Literature on the App process

Discussion in 'iOS Programming' started by jcraggs, Oct 31, 2012.

  1. jcraggs macrumors newbie

    Oct 31, 2012
    I am new on the scene of app development. I have little background in coding but have ideas that I would like to pursue. Would it be in my best interest to pick up coding or am I better off finding someone to pay to develop? Where would I find the best outsourcing? What would a ball park figure be on investment for an application. I have a long way to go but I have the time to put towards this project for several years.

    What are good books about the process?
  2. Ides macrumors member

    Mar 27, 2012
    Hi, welcome to the forums.

    If you're wanting to personally develop an iPhone app, then you need to learn the objective c programming language. You'll also need to buy into the 99$ developer account that apple has to offer so that you can put your app on the store.

    As to your question about whether or not to hire a developer team for your app, my answer is this: first at least try to learn how to develop your own app, without hiring anyone. If you simply can't get anywhere, then you can start thinking about hiring developers. But be warned, some of these teams (not all though), can be quite expensive. Also, just because a professional team created an app for you, does not guarantee that the app will be a success. There are many, many apps that were created by a professional development team and completely flopped. On the other hand, there are also quite a few apps created by one person with basically no budget, and do decently (ever hear of iShoot?).

    As for how much an app would cost, it depends on if you're going solo or not. If you hire a team, it could cost thousands of dollars. If do it alone, then you could do it with virtually no budget, aside from the 99$ to get the account. Another great option if you have some money to spend is to just hire a single artist to create some artwork for your app. It costs much less than hiring a whole team but the resulting app could be just as good. I've never done this but I bet there are people on this forum who have.
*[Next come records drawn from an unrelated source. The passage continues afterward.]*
pub mod test_macro;

use corne::action::KeyAction;
use corne::compose::{ComposeAction, ComposeStep};
use corne::config::BehaviorConfig;
use corne::event::KeyEvent;
use corne::keyboard::Keyboard;
use corne::report::{HidReporter, KeyboardReport, Report};
use corne::{caps_word, cp, cpt, k};
use embassy_time::{Duration, Instant};
use log::debug;

// Init logger for tests
#[ctor::ctor]
pub fn init_log() {
    let _ = env_logger::builder()
        .filter_level(log::LevelFilter::Debug)
        .is_test(true)
        .try_init();
}

pub const KC_LCTRL: u8 = 1 << 0;
pub const KC_LSHIFT: u8 = 1 << 1;
pub const KC_LGUI: u8 = 1 << 3;

/// Time given to pending timers after the last event of a sequence
pub const SETTLE: Duration = Duration::from_millis(500);

/// Collects every report the keyboard sends
#[derive(Default)]
pub struct TestReporter {
    pub keyboard: Vec<KeyboardReport>,
    /// Consumer usage ids
    pub media: Vec<u16>,
    /// (buttons, x, y, wheel, pan)
    pub mouse: Vec<(u8, i8, i8, i8, i8)>,
}

impl HidReporter for TestReporter {
    fn send_report(&mut self, report: Report) {
        match report {
            Report::KeyboardReport(r) => self.keyboard.push(r),
            Report::MediaKeyboardReport(r) => self.media.push(r.usage_id),
            Report::MouseReport(r) => self.mouse.push((r.buttons, r.x, r.y, r.wheel, r.pan)),
        }
    }
}

#[derive(Debug, Clone, Copy)]
pub struct TestKeyPress {
    pub row: u8,
    pub col: u8,
    pub pressed: bool,
    /// Milliseconds since the previous event
    pub delay: u64,
}

/// Feed a key sequence to the keyboard, then let the pending timers run out.
///
/// Returns the time of the last event.
pub fn run_key_sequence<const ROW: usize, const COL: usize, const NUM_LAYER: usize>(
    keyboard: &mut Keyboard<'_, TestReporter, ROW, COL, NUM_LAYER>,
    key_sequence: &[TestKeyPress],
) -> Instant {
    let mut now = Instant::from_millis(0);
    for key in key_sequence {
        now += Duration::from_millis(key.delay);
        debug!("Key event at {}ms: {:?}", now.as_millis(), key);
        keyboard.process_event(KeyEvent::new(key.row, key.col, key.pressed, now));
    }
    keyboard.tick(now + SETTLE);
    now
}

pub fn run_key_sequence_test<const ROW: usize, const COL: usize, const NUM_LAYER: usize>(
    mut keyboard: Keyboard<'_, TestReporter, ROW, COL, NUM_LAYER>,
    key_sequence: &[TestKeyPress],
    expected_reports: &[KeyboardReport],
) {
    run_key_sequence(&mut keyboard, key_sequence);
    let reports = &keyboard.reporter().keyboard;
    for (i, (report, expected)) in reports.iter().zip(expected_reports.iter()).enumerate() {
        assert_eq!(report, expected, "on {}th report", i);
    }
    assert_eq!(reports.len(), expected_reports.len(), "got reports: {:?}", reports);
}

pub static TEST_COMPOSE_ACTIONS: [ComposeAction; 2] = [
    ComposeAction::new(
        "e_acute",
        &[
            ComposeStep::Tap(corne::compose::COMPOSE_KEY),
            ComposeStep::Tap(corne::keycode::KeyCode::Quote),
            ComposeStep::Text("e"),
        ],
    ),
    ComposeAction::new("caps_e", &[ComposeStep::Text("E")]),
];

/// 3x6 single layer keymap with one key of every kind, and a row of letters
#[rustfmt::skip]
pub static TEST_KEYMAP: [[[KeyAction; 6]; 3]; 1] = [[
    [k!(LShift), cp!(0),  cpt!(0, corne::modifier::SHIFT), cp!(9),         caps_word!(),    k!(A)],
    [k!(Minus),  k!(Kc1), k!(Space),                       k!(Backspace),  k!(MouseRight),  k!(AudioVolUp)],
    [k!(LCtrl),  k!(B),   k!(C),                           k!(D),          k!(F),           k!(G)],
]];

pub fn create_test_keyboard() -> Keyboard<'static, TestReporter, 3, 6, 1> {
    Keyboard::new(
        &TEST_KEYMAP,
        &TEST_COMPOSE_ACTIONS,
        BehaviorConfig::default(),
        TestReporter::default(),
    )
}

pub fn create_crkbd_keyboard() -> Keyboard<'static, TestReporter, 8, 6, 10> {
    corne::keymaps::crkbd::keyboard(TestReporter::default())
}

pub fn create_accent_keyboard() -> Keyboard<'static, TestReporter, 8, 6, 6> {
    corne::keymaps::accent::keyboard(TestReporter::default())
}
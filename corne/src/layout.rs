//! The split 3x6+3 layout of the crkbd.
//!
//! Layers are written in reading order: three rows of twelve keys (left half then
//! right half), followed by the six thumb keys. The matrix has four rows per half,
//! the right half is mirrored and lives on rows 4..8.
//!
//! ```text
//! matrix row 0..3: L00 L01 L02 L03 L04 L05      matrix row 4..7: R05 R04 R03 R02 R01 R00
//! matrix row 3:    --  --  --  L30 L31 L32      matrix row 7:    --  --  --  R32 R31 R30
//! ```

use crate::action::KeyAction;
use crate::event::KeyPos;

/// Matrix rows, both halves
pub const ROW: usize = 8;
/// Matrix columns
pub const COL: usize = 6;
/// Keys in one layer, in reading order
pub const KEY_COUNT: usize = 42;

/// Matrix position of a key given in the logical 4x12 grid.
///
/// `row` 0..3 are the finger rows with `col` 0..12, `row` 3 is the thumb row whose keys
/// sit at `col` 3..9 (left thumbs 3..6, right thumbs 6..9).
pub const fn split_3x6_3_pos(row: u8, col: u8) -> KeyPos {
    if col < 6 {
        KeyPos::new(row, col)
    } else {
        KeyPos::new(row + 4, 11 - col)
    }
}

/// Build a matrix layer from 42 keys in reading order. Matrix positions without a key are `No`.
pub const fn split_3x6_3(keys: [KeyAction; KEY_COUNT]) -> [[KeyAction; COL]; ROW] {
    let mut layer = [[KeyAction::No; COL]; ROW];
    let mut i = 0;
    while i < KEY_COUNT {
        let (row, col) = if i < 36 {
            ((i / 12) as u8, (i % 12) as u8)
        } else {
            (3, (3 + i - 36) as u8)
        };
        let pos = split_3x6_3_pos(row, col);
        layer[pos.row as usize][pos.col as usize] = keys[i];
        i += 1;
    }
    layer
}
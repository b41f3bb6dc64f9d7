//! # Corne Types
//!
//! Plain data shared by the corne keymap engine and its keymaps.
//!
//! - [`keycode`] - HID keyboard usage ids, plus the consumer usages used by media keys
//! - [`modifier`] - Modifier combinations and the HID modifier byte
//! - [`action`] - Key actions stored in layer tables

#![cfg_attr(not(test), no_std)]

pub mod action;
pub mod keycode;
pub mod modifier;
//! Keymaps shipped with the crate: the crkbd Colemak-DH keymap with accent combos and
//! its variant with a one shot accent layer.
//!
//! Accented chars go through the compose key of the host, each accent is the compose key
//! followed by the accent's key.

pub mod accent;
pub mod crkbd;

use crate::action::KeyAction;
use crate::combo::Combo;
use crate::compose::{COMPOSE_KEY, ComposeStep};
use crate::keycode::KeyCode;
use crate::layout::split_3x6_3_pos;

pub(crate) const COMPOSE: ComposeStep = ComposeStep::Tap(COMPOSE_KEY);

/// ´
pub(crate) const ACUTE: ComposeStep = ComposeStep::Tap(KeyCode::Quote);
/// ^
pub(crate) const CIRCUMFLEX: ComposeStep = ComposeStep::Text("^");
/// `
pub(crate) const GRAVE: ComposeStep = ComposeStep::Tap(KeyCode::Grave);
/// ¨, shift is held for the quote only
pub(crate) const TREMA: ComposeStep = ComposeStep::WithModifier(KeyCode::LShift, &[ComposeStep::Tap(KeyCode::Quote)]);
/// ¸
pub(crate) const CEDILLA: ComposeStep = ComposeStep::Tap(KeyCode::Comma);

/// A combo of keys given in the logical grid, enabled on `layer` only
pub(crate) fn combo<const N: usize>(keys: [(u8, u8); N], output: KeyAction, layer: u8) -> Combo {
    Combo::new(keys.map(|(row, col)| split_3x6_3_pos(row, col)), output, Some(layer))
}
    That's my two cents, best of luck :)
  3. firewood macrumors 604

    Jul 29, 2003
    Silicon Valley
    Here's a thread on some typical app development costs:

    It can take a non-programmer somewhere on the order of a year or two to become proficient in iOS development, and 30% to 60% of all people are reported to essentially flunk their intro to programming course, so it will be longer or never for those.

    Also note that only a tiny percentage of great sounding ideas produce a financially successful app.